Excerpts from a dataset:

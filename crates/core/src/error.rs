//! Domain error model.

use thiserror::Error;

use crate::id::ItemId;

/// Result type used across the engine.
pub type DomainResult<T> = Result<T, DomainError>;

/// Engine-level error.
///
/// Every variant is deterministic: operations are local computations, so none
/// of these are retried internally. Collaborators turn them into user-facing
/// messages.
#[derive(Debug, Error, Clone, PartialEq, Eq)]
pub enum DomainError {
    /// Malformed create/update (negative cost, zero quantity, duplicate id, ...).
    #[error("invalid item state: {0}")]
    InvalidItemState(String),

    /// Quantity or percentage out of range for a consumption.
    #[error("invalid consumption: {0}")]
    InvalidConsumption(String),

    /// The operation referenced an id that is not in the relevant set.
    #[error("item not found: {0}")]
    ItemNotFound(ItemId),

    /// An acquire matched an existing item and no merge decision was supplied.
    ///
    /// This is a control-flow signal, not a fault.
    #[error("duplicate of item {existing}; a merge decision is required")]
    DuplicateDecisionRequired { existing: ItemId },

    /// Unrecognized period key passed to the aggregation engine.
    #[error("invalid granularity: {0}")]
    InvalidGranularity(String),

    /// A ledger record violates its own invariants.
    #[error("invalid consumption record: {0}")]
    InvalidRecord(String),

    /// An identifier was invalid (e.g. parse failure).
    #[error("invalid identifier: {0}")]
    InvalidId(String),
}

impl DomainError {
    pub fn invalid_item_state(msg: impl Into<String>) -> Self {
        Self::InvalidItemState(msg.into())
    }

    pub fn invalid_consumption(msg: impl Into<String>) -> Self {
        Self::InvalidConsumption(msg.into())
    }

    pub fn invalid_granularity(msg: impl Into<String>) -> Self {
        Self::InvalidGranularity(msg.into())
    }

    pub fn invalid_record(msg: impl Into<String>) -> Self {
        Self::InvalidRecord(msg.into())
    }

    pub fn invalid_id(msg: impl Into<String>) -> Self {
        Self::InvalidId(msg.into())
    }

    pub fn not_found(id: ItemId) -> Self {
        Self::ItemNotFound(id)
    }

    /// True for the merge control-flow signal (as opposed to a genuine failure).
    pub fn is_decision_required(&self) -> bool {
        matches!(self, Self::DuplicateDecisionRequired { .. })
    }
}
==
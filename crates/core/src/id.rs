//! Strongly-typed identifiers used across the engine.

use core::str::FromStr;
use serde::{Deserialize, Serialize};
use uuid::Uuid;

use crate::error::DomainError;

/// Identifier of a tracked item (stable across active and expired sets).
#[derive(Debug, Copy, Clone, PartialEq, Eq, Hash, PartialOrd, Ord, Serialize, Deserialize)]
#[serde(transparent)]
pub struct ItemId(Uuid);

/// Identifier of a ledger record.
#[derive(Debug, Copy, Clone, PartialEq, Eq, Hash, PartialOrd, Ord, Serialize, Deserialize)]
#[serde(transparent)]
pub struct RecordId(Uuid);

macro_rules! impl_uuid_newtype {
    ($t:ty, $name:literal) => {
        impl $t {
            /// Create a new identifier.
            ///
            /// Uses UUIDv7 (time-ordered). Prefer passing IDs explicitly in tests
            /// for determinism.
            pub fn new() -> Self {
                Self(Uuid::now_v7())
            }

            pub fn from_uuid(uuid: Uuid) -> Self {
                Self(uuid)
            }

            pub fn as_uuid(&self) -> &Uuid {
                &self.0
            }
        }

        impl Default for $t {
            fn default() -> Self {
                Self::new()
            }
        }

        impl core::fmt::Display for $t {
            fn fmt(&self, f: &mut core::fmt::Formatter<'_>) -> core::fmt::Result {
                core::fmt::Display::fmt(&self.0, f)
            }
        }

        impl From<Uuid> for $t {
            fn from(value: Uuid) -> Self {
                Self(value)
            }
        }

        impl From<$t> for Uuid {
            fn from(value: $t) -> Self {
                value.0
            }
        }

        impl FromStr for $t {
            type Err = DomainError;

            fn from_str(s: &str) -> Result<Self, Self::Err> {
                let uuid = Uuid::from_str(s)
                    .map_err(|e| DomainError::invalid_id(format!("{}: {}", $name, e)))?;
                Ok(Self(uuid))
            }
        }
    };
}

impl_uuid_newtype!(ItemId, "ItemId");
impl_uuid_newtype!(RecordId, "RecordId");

Task directions: Please go through the data above and copy each line containing the word "String".

Your response:
    InvalidItemState(String),
    InvalidConsumption(String),
    InvalidGranularity(String),
    InvalidRecord(String),
    InvalidId(String),
    pub fn invalid_item_state(msg: impl Into<String>) -> Self {
    pub fn invalid_consumption(msg: impl Into<String>) -> Self {
    pub fn invalid_granularity(msg: impl Into<String>) -> Self {
    pub fn invalid_record(msg: impl Into<String>) -> Self {
    pub fn invalid_id(msg: impl Into<String>) -> Self {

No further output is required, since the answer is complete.